● Task brief
Check each line of the entries below for the word "state", and copy the lines that have it.

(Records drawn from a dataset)
* * * * *

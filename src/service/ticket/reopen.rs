use chrono::Utc;
use serenity::all::{ChannelId, CreateMessage};

use super::{
    audit::{AuditAction, AuditEntry},
    builder, TicketService,
};
use crate::{
    error::AppError,
    model::{
        actor::Actor,
        ticket::{Ticket, TicketStatus},
    },
    service::discord::MemberAccess,
};

impl<'a> TicketService<'a> {
    /// Reopens the closed ticket of `channel_id`.
    ///
    /// Restores the creator's send permission, renames the channel back to the open
    /// prefix and posts the open buttons for the stored priority. The creator is told by
    /// direct message; if that fails it is only logged.
    ///
    /// # Returns
    /// - `Ok(Ticket)` - The reopened ticket
    /// - `Err(TicketError::NotTicketChannel)` - Channel is not named like a closed ticket
    /// - `Err(TicketError::MissingRecord)` - No record for the channel
    pub async fn reopen(&self, channel_id: ChannelId, actor: &Actor) -> Result<Ticket, AppError> {
        self.require_status(channel_id, TicketStatus::Closed).await?;

        let ticket = self.state.tickets.reopen(channel_id, Utc::now()).await?;

        let messenger = &self.state.messenger;
        messenger
            .set_member_access(channel_id, ticket.creator_id, MemberAccess::Full)
            .await?;
        messenger
            .rename_channel(channel_id, &ticket.channel_name())
            .await?;
        messenger
            .send_message(
                channel_id,
                CreateMessage::new()
                    .embed(builder::reopened_embed(&ticket, actor.user_id))
                    .components(vec![builder::open_row(ticket.priority)]),
            )
            .await?;

        self.audit(
            AuditEntry::for_ticket(AuditAction::Reopened, &ticket, actor.user_id),
            None,
        )
        .await;

        let notice = CreateMessage::new().content(format!(
            "Your ticket #{} was reopened: <#{}>",
            ticket.number, ticket.channel_id
        ));
        if let Err(e) = messenger.direct_message(ticket.creator_id, notice).await {
            tracing::warn!(
                "Could not notify {} about reopened ticket {}: {}",
                ticket.creator_id,
                ticket.number,
                e
            );
        }

        tracing::info!("Ticket {} reopened by {}", ticket.number, actor.user_id);

        Ok(ticket)
    }
}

* * * * *

● Answer to this problem
        let ticket = self.state.tickets.reopen(channel_id, Utc::now()).await?;
        let messenger = &self.state.messenger;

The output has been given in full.